# Bear for little hands



## JessMarsh (Aug 25, 2013)

Like this bear


----------



## julietremain (Jul 8, 2011)

he's a sweetheart!!
julie


----------



## glnwhi (Jan 19, 2011)

Thanks it is great for little hands!


----------



## Hohjocello (Jul 7, 2011)

I like this bear, too! It's a perfect project to give to the little ones in my life. Thank you for posting it.


----------



## craftybint (Nov 6, 2014)

sweet is this your pattern?


----------



## Katsch (Mar 15, 2011)

Very sweet, thanks bookmarked.


----------



## run4fittness (May 22, 2011)

so sweet, thanks!
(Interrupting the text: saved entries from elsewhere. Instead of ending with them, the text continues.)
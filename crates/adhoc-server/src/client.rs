//! Per-connection I/O task.
//!
//! One task per admitted connection. It forwards every read to the hub
//! task and writes whatever frames the hub queues for it. The hub ends a
//! session by dropping its outbound sender; the task then writes out the
//! frames still queued, shuts the socket down and returns.
//!
//! Every write is bounded by `WRITE_TIMEOUT`. A peer that stops reading
//! is treated as lost, so a closed session never keeps its socket.

use std::time::Duration;

use adhoc_core::SessionId;
use adhoc_protocol::wire_types::RX_BUFFER_CAPACITY;
use anyhow::anyhow;
use bytes::Bytes;
use tokio::io::{AsyncRead, AsyncReadExt, AsyncWrite, AsyncWriteExt};
use tokio::net::TcpStream;
use tokio::time::timeout;
use tracing::debug;

use crate::types::{HubRequest, HubTx, OutboundRx};

/// How long one frame (or the final shutdown) may take to reach the peer.
pub const WRITE_TIMEOUT: Duration = Duration::from_secs(5);

/// Run the I/O loop for a single connection.
pub async fn run_connection(
    session: SessionId,
    stream: TcpStream,
    hub_tx: HubTx,
    out_rx: OutboundRx,
) -> anyhow::Result<()> {
    stream.set_nodelay(true)?;
    serve(session, stream, hub_tx, out_rx, WRITE_TIMEOUT).await
}

async fn serve<S>(
    session: SessionId,
    stream: S,
    hub_tx: HubTx,
    mut out_rx: OutboundRx,
    write_timeout: Duration,
) -> anyhow::Result<()>
where
    S: AsyncRead + AsyncWrite + Unpin,
{
    let (mut reader, mut writer) = tokio::io::split(stream);
    let mut chunk = [0u8; RX_BUFFER_CAPACITY];

    loop {
        tokio::select! {
            read = reader.read(&mut chunk) => match read {
                Ok(0) => {
                    debug!("session {} closed by peer", session);
                    let _ = hub_tx.send(HubRequest::Lost { session });
                    return Ok(());
                }
                Ok(n) => {
                    let bytes = Bytes::copy_from_slice(&chunk[..n]);
                    if hub_tx.send(HubRequest::Received { session, bytes }).is_err() {
                        // Hub task is gone.
                        return Ok(());
                    }
                }
                Err(e) => {
                    let _ = hub_tx.send(HubRequest::Lost { session });
                    return Err(e.into());
                }
            },

            frame = out_rx.recv() => match frame {
                Some(frame) => {
                    let written = match timeout(write_timeout, writer.write_all(&frame)).await {
                        Ok(result) => result.map_err(anyhow::Error::from),
                        Err(_) => Err(anyhow!("peer stopped reading")),
                    };
                    if let Err(e) = written {
                        let _ = hub_tx.send(HubRequest::Lost { session });
                        return Err(e);
                    }
                }
                None => {
                    // Session closed by the hub.
                    let _ = timeout(write_timeout, writer.shutdown()).await;
                    return Ok(());
                }
            },
        }
    }
}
See on the bottom where it is a free copyright pattern. And that you are able to share it! :thumbup:


----------



## Pocahontas (Apr 15, 2011)

Thank you, Jess! That is so CUTE!!


----------



## craftybint (Nov 6, 2014)

I just asked so i new who to give proper thanks and credit to 
when /if i make one.


run4fittness said:


> so sweet, thanks! See on the bottom where it is a free copyright pattern. And that you are able to share it! :thumbup:


----------



## tinkercat (Oct 21, 2014)




----------



## tinkercat (Oct 21, 2014)

:-D


----------



## Woodstockgranny (Feb 6, 2013)

Thanks!


----------



## sharmend (Feb 14, 2012)

Adorable!


----------



## sanchezs (May 19, 2011)

Oh thank you, he is too cute. I know two little boys who need him.


----------



## GrandmaNona (Aug 2, 2013)

Thai you for posting this pattern. I have saved it. I have started making small stuffed animals for donation and this one will fit right in.


----------



## Crafty Linda (Nov 15, 2014)

Thank you so much for sharing Linda


----------



## goldiebaco (Aug 9, 2011)

How adorable and easy, good use of scraps.
thank you


----------



## Kateydid (Apr 24, 2012)

Perfect! And adorable!


----------



## Betty2012 (Apr 24, 2012)

It's on Ravelry, with link to web page where pattern is posted--might be easier to get a readable copy that way. There's a rabbit pattern, too. Both Ravelry links are below.

http://www.ravelry.com/patterns/library/oso-donato-amigurumi

http://www.ravelry.com/patterns/library/rattle-bunny-two-legged


----------



## JessMarsh (Aug 25, 2013)

These two


----------



## Betty2012 (Apr 24, 2012)

JessMarsh said:


> These two


Oh--I missed the sheep--thanks!


----------



## Hannelore (Oct 26, 2011)

He looks cute and easy on little hands.


----------



## Hannelore (Oct 26, 2011)

The other two look nice as well. Didn't see them when I posted the first time.


----------



## sclloyd (Aug 4, 2013)

Oh, perfect for my baby! :-D


----------



## prolife (Aug 10, 2013)

Beary cute! Saved it! Thanks


----------



## Rescue Mom (Jul 28, 2011)

Thanks for sharing these great patterns. Lots of little ones will enjoy them.


----------



## granny (Apr 8, 2011)

That is so cute.


----------